** Opening Data extracts block **
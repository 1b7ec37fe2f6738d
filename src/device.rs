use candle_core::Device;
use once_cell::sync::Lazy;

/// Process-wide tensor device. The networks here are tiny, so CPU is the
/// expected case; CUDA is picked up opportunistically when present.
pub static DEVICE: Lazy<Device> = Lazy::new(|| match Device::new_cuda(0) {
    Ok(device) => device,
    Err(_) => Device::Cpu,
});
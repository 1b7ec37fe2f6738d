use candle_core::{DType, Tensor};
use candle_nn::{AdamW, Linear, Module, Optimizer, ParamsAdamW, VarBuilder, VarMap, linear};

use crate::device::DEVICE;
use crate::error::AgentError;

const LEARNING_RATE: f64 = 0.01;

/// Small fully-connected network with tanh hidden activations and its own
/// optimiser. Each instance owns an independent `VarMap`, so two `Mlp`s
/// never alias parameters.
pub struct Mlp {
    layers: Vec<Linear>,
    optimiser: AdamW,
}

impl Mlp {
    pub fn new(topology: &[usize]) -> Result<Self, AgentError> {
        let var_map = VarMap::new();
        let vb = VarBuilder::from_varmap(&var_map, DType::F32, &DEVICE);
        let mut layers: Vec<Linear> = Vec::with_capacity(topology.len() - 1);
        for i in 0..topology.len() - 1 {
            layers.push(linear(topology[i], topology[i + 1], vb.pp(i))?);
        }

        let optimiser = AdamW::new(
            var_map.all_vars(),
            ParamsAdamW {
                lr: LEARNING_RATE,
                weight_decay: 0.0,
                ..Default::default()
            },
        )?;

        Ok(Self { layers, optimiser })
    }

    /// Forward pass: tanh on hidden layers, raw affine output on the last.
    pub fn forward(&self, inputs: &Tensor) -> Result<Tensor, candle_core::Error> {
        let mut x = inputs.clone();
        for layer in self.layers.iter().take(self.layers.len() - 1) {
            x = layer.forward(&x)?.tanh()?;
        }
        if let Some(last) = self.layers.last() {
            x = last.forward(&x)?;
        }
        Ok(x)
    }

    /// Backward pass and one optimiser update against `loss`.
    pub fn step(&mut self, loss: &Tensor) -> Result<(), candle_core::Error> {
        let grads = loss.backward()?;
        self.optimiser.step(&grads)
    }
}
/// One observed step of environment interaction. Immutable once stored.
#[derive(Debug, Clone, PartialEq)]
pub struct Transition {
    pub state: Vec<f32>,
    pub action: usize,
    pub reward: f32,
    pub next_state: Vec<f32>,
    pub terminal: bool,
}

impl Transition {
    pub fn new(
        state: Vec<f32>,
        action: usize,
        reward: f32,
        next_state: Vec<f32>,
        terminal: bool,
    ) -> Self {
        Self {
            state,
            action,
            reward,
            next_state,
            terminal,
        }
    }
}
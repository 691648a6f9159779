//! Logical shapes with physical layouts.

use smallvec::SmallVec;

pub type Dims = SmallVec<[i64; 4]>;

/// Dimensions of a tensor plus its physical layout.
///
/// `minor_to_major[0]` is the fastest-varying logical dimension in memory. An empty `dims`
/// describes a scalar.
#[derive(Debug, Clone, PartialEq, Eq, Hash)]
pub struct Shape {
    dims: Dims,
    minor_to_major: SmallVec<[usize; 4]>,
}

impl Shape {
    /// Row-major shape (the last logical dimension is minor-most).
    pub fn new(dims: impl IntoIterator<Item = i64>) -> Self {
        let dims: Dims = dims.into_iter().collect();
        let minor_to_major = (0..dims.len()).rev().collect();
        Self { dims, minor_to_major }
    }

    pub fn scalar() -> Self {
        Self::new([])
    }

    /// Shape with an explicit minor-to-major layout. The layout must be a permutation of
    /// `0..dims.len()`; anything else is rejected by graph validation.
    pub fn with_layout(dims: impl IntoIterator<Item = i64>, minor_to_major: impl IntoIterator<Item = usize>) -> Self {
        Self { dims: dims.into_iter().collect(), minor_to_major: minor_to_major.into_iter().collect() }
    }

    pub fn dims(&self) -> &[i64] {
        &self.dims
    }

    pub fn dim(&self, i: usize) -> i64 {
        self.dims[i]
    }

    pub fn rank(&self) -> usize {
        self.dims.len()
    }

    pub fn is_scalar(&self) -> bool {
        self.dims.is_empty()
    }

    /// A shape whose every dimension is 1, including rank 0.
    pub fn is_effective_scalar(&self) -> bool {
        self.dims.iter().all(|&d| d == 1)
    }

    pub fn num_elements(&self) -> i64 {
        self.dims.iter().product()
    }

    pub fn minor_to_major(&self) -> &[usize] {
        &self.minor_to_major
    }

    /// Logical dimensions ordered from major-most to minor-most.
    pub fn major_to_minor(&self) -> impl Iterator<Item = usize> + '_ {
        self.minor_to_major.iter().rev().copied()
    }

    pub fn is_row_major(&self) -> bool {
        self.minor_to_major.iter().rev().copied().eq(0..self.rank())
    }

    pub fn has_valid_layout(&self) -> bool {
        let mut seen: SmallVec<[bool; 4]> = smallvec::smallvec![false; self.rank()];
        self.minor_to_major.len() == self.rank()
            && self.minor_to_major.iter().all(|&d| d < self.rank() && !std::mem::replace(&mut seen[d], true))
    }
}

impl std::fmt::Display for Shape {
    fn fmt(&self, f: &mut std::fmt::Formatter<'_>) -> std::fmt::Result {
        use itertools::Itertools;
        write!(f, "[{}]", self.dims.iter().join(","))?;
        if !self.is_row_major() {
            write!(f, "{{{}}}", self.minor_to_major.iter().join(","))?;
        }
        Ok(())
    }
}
** Closing Data extracts block **
**Exercise**
Give the lines of the material above again, exactly, from its first line through the line that contains "let vb = VarBuilder::from_varmap(&var_map, DType::F32, &DEVICE);" and no further.

**Completed task**
repository 1b7ec37fe2f6738d
filename src/device.rs
use candle_core::Device;
use once_cell::sync::Lazy;

/// Process-wide tensor device. The networks here are tiny, so CPU is the
/// expected case; CUDA is picked up opportunistically when present.
pub static DEVICE: Lazy<Device> = Lazy::new(|| match Device::new_cuda(0) {
    Ok(device) => device,
    Err(_) => Device::Cpu,
});
repository 1b7ec37fe2f6738d
use candle_core::{DType, Tensor};
use candle_nn::{AdamW, Linear, Module, Optimizer, ParamsAdamW, VarBuilder, VarMap, linear};

use crate::device::DEVICE;
use crate::error::AgentError;

const LEARNING_RATE: f64 = 0.01;

/// Small fully-connected network with tanh hidden activations and its own
/// optimiser. Each instance owns an independent `VarMap`, so two `Mlp`s
/// never alias parameters.
pub struct Mlp {
    layers: Vec<Linear>,
    optimiser: AdamW,
}

impl Mlp {
    pub fn new(topology: &[usize]) -> Result<Self, AgentError> {
        let var_map = VarMap::new();
        let vb = VarBuilder::from_varmap(&var_map, DType::F32, &DEVICE);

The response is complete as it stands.